There over 3000 oil and gas Platforms in the Gulf of Mexico, some as far as 200 miles offshore! These platforms are host to an incredible coral reef habitat growing just below the surface. Here we see a large tube sponge. A number of small animals live inside the protective tubes that make up this sponge. These include the sponge cardinal fish (Phaeoptyx xenus) and several species of neon goby (Elacatinus spp.)!
Explorer, Emily, glides along the cross-beam of Platform A376
Does this cross beam look fuzzy to you? That's because it has a large accumulation of algae and hydroids growing amidst the coral and sponges.
Intersection of Leg and crossbeam on Platform A389
There are 14 sites listed in the National Marine Sanctuary System, but only one is located in the Gulf of Mexico- the Flower Garden Banks National Marine Sanctuary.
Meeting Platform A376
Oil platforms play an integral role in providing hard substrate for the coral species that call their legs home. To give you an idea of the habitat size these platforms create, government scientists have estimated that a typical four-legged platform offers the equivalent of two to three acres of habitat. That's a lot of coral and fish!
Beam on Platform A389
Within the Flower Garden Banks (FGB) are two of the very few true coral reefs found in the northern Gulf of Mexico (GOM). The beams seen here are home to several species of coral including Yellow Pencil Coral (Madracis auretenra) and the painful, fire coral (Millepora alcicornis)- gloves are advised!

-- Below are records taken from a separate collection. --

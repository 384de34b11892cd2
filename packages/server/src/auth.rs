//! Bearer-token authentication for the admin surface.

use axum::extract::{Request, State};
use axum::http::HeaderMap;
use axum::http::header::AUTHORIZATION;
use axum::middleware::Next;
use axum::response::Response;
use chrono::{Duration, Utc};
use jsonwebtoken::{DecodingKey, EncodingKey, Header, Validation, decode, encode};
use serde::{Deserialize, Serialize};

use db::repositories::AdminUser;

use crate::error::ApiError;
use crate::state::AppState;

/// Token lifetime.
pub const TOKEN_TTL_HOURS: i64 = 24;

/// Claims carried in admin tokens.
#[derive(Debug, Clone, Serialize, Deserialize)]
pub struct Claims {
    /// Admin account id.
    pub sub: i64,
    pub email: String,
    pub role: String,
    /// Expiry as a unix timestamp.
    pub exp: i64,
}

/// Issue a signed HS256 token for an admin account.
pub fn issue_token(secret: &str, user: &AdminUser) -> Result<String, ApiError> {
    let claims = Claims {
        sub: user.id,
        email: user.email.clone(),
        role: user.role.clone(),
        exp: (Utc::now() + Duration::hours(TOKEN_TTL_HOURS)).timestamp(),
    };

    encode(
        &Header::default(),
        &claims,
        &EncodingKey::from_secret(secret.as_bytes()),
    )
    .map_err(|e| ApiError::Internal(format!("token signing failed: {e}")))
}

/// Verify a bearer token and return its claims.
pub fn verify_token(secret: &str, token: &str) -> Result<Claims, ApiError> {
    decode::<Claims>(
        token,
        &DecodingKey::from_secret(secret.as_bytes()),
        &Validation::default(),
    )
    .map(|data| data.claims)
    .map_err(|_| ApiError::InvalidToken)
}

/// Extract the bearer token from an Authorization header, if present.
pub fn bearer_token(headers: &HeaderMap) -> Option<&str> {
    headers
        .get(AUTHORIZATION)?
        .to_str()
        .ok()?
        .strip_prefix("Bearer ")
}

/// Middleware guarding admin routes. Verified claims are stored as a
/// request extension for handlers that need the caller's identity.
pub async fn require_admin(
    State(state): State<AppState>,
    mut request: Request,
    next: Next,
) -> Result<Response, ApiError> {
    let token = bearer_token(request.headers())
        .ok_or(ApiError::MissingToken)?
        .to_string();

    let claims = verify_token(&state.config.jwt_secret, &token)?;
    request.extensions_mut().insert(claims);

    Ok(next.run(request).await)
}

Blue Angel Fish on Platform A376
This Blue Angel fish is certainly at home on Platform A376, and he should be- a study completed in 2009 determined that Flower Garden Banks National Marine Sanctuary has some of the healthiest reefs in the tropical Caribbean and Gulf of Mexico
The fearsome barracuda is one of several predatory species (including silky sharks and hammerheads) that call the FGB platforms home. Did you know? They can sprint after their prey at speeds up to 25 miles per hour!
The Flower Garden Banks were originally discovered by snapper and grouper fishermen in the late 1800's. The fishermen named the banks after the brightly colored sponges, plants, and other marine life they could see on the colorful reefs below their boats.